Copy each line below in which the string "ClipEmbedder" occurs.

****************************************

//! Provider abstractions for embeddings and chat
//!
//! Trait seams let the orchestrator and tests substitute fakes for the
//! CLIP/Ollama backends.

pub mod chat;
pub mod clip;
pub mod embedding;
pub mod ollama;

pub use chat::ChatProvider;
pub use clip::ClipEmbedder;
pub use embedding::EmbeddingProvider;
pub use ollama::OllamaChat;
//! Hybrid search: query construction, execution, and rank fusion

pub mod client;
pub mod fusion;
pub mod query;

pub use client::{CreateOutcome, ElasticClient, SearchBackend};
pub use fusion::reciprocal_rank_fusion;
pub use query::HybridQuery;

use crate::config::SearchConfig;
use crate::error::Result;
use crate::types::RawHit;

/// Run one hybrid query against the backend.
///
/// With server-side fusion the whole query goes out as a single
/// `retriever.rrf` request. Otherwise the three branches execute as
/// independent searches and are fused locally with the same rank constant
/// the server would use.
pub async fn execute_hybrid(
    backend: &dyn SearchBackend,
    query: &HybridQuery,
    config: &SearchConfig,
) -> Result<Vec<RawHit>> {
    if config.server_side_fusion {
        return backend.execute(&query.to_rrf_request()).await;
    }

    let mut branches = Vec::with_capacity(3);
    for body in query.branch_requests() {
        branches.push(backend.execute(&body).await?);
    }

    Ok(reciprocal_rank_fusion(&branches, query.result_size()))
}
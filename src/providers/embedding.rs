//! Embedding provider trait

use std::path::Path;

use async_trait::async_trait;

use crate::error::Result;

/// Produces fixed-length vectors for text and images in one shared embedding
/// space, so a text query vector is comparable against stored image vectors.
///
/// Implementations:
/// - `ClipEmbedder`: CLIP text/vision ONNX checkpoints via ort
#[async_trait]
pub trait EmbeddingProvider: Send + Sync {
    /// Embed a text string. The returned vector is L2-normalized.
    async fn embed_text(&self, text: &str) -> Result<Vec<f32>>;

    /// Embed an image file.
    ///
    /// Fails with `InvalidInput` when the file cannot be decoded and
    /// `ModelUnavailable` when inference fails; callers must not substitute
    /// a zero vector.
    async fn embed_image(&self, path: &Path) -> Result<Vec<f32>>;

    /// Embedding dimensionality (shared by text and image vectors)
    fn dimensions(&self) -> usize;

    /// Provider name for logging
    fn name(&self) -> &str;
}
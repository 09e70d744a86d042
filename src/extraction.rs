//! Search parameter extraction from natural-language queries

use std::sync::Arc;

use crate::catalog::ParkCatalog;
use crate::config::LlmConfig;
use crate::error::{Error, Result};
use crate::providers::ChatProvider;
use crate::types::SearchParameters;

/// Turns a user question into structured [`SearchParameters`] via a single
/// zero-temperature chat call. One attempt, no retry: any failure surfaces
/// as a typed error the orchestrator maps to "not understood".
pub struct ParameterExtractor {
    chat: Arc<dyn ChatProvider>,
    temperature: f32,
}

impl ParameterExtractor {
    pub fn new(chat: Arc<dyn ChatProvider>, config: &LlmConfig) -> Self {
        Self {
            chat,
            temperature: config.extraction_temperature,
        }
    }

    /// Extract parameters for one user query
    pub async fn extract(
        &self,
        user_query: &str,
        catalog: &ParkCatalog,
    ) -> Result<SearchParameters> {
        let prompt = build_extraction_prompt(user_query, catalog);
        let reply = self.chat.chat(&prompt, self.temperature).await?;
        parse_parameters(&reply)
    }
}

/// The extraction prompt: full catalog, the output schema, and a worked
/// example, ending with a JSON-only instruction.
fn build_extraction_prompt(user_query: &str, catalog: &ParkCatalog) -> String {
    format!(
        r#"You are going to extract data from a user query for a national parks search system.

Available National Parks:
{parks}

Extract the following information and format as JSON:
- topic: the main activity or interest (e.g., "hike", "walk dog", "camping")
- radius_km: estimated search radius in kilometers (default: 100 if not specified)
- region: specific state, city, or region mentioned
- reference_place: if a city is mentioned, include it (e.g., "Boston", "Denver")
- park_ids: list of park IDs that might be relevant based on location (use the exact park IDs from the list above)

Examples:
User query: "Where can I hike in Utah?"
Response: {{"topic": "hike", "radius_km": 100, "region": "Utah", "reference_place": null, "park_ids": ["arches_national_park", "canyonlands_national_park"]}}

Only respond with valid JSON. No additional text. If a city is mentioned use the State that city is in as the region.

User query: {query}
"#,
        parks = catalog.format_for_prompt(),
        query = user_query
    )
}

/// Parse the model's raw reply into parameters. Tolerates code fences and
/// prose around the JSON object; anything that does not deserialize into the
/// full schema is a `Parse` error.
fn parse_parameters(reply: &str) -> Result<SearchParameters> {
    let json_str = match (reply.find('{'), reply.rfind('}')) {
        (Some(start), Some(end)) if start < end => &reply[start..=end],
        _ => reply,
    };

    serde_json::from_str(json_str).map_err(|e| {
        Error::Parse(format!(
            "extraction reply is not valid search parameters: {e}"
        ))
    })
}

#[cfg(test)]
mod tests {
    use super::*;

    #[test]
    fn test_prompt_contains_catalog_and_query() {
        let catalog = ParkCatalog::builtin();
        let prompt = build_extraction_prompt("Where can I hike in Utah?", &catalog);
        assert!(prompt.contains("- Arches National Park: Utah"));
        assert!(prompt.contains("- Katmai National Park: Alaska"));
        assert!(prompt.contains("User query: Where can I hike in Utah?"));
        assert!(prompt.contains("Only respond with valid JSON"));
    }

    #[test]
    fn test_parse_clean_json() {
        let reply = r#"{"topic": "hike", "radius_km": 100, "region": "Utah", "reference_place": null, "park_ids": ["arches_national_park"]}"#;
        let params = parse_parameters(reply).unwrap();
        assert_eq!(params.topic, "hike");
        assert_eq!(params.park_ids, vec!["arches_national_park"]);
    }

    #[test]
    fn test_parse_fenced_json() {
        let reply = "```json\n{\"topic\": \"camping\", \"park_ids\": []}\n```";
        let params = parse_parameters(reply).unwrap();
        assert_eq!(params.topic, "camping");
        assert_eq!(params.radius_km, 100.0);
    }

    #[test]
    fn test_parse_json_with_surrounding_prose() {
        let reply = "Here you go:\n{\"topic\": \"wildlife\"}\nHope that helps!";
        let params = parse_parameters(reply).unwrap();
        assert_eq!(params.topic, "wildlife");
    }

    #[test]
    fn test_parse_garbage_is_error() {
        let err = parse_parameters("I don't know what you mean").unwrap_err();
        assert!(matches!(err, Error::Parse(_)));
    }

    #[test]
    fn test_parse_incomplete_schema_is_error() {
        // Valid JSON, but no topic: never a partially-typed value
        let err = parse_parameters(r#"{"region": "Utah"}"#).unwrap_err();
        assert!(matches!(err, Error::Parse(_)));
    }
}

****************************************

Answer to the exercise.
pub use clip::ClipEmbedder;
/// - `ClipEmbedder`: CLIP text/vision ONNX checkpoints via ort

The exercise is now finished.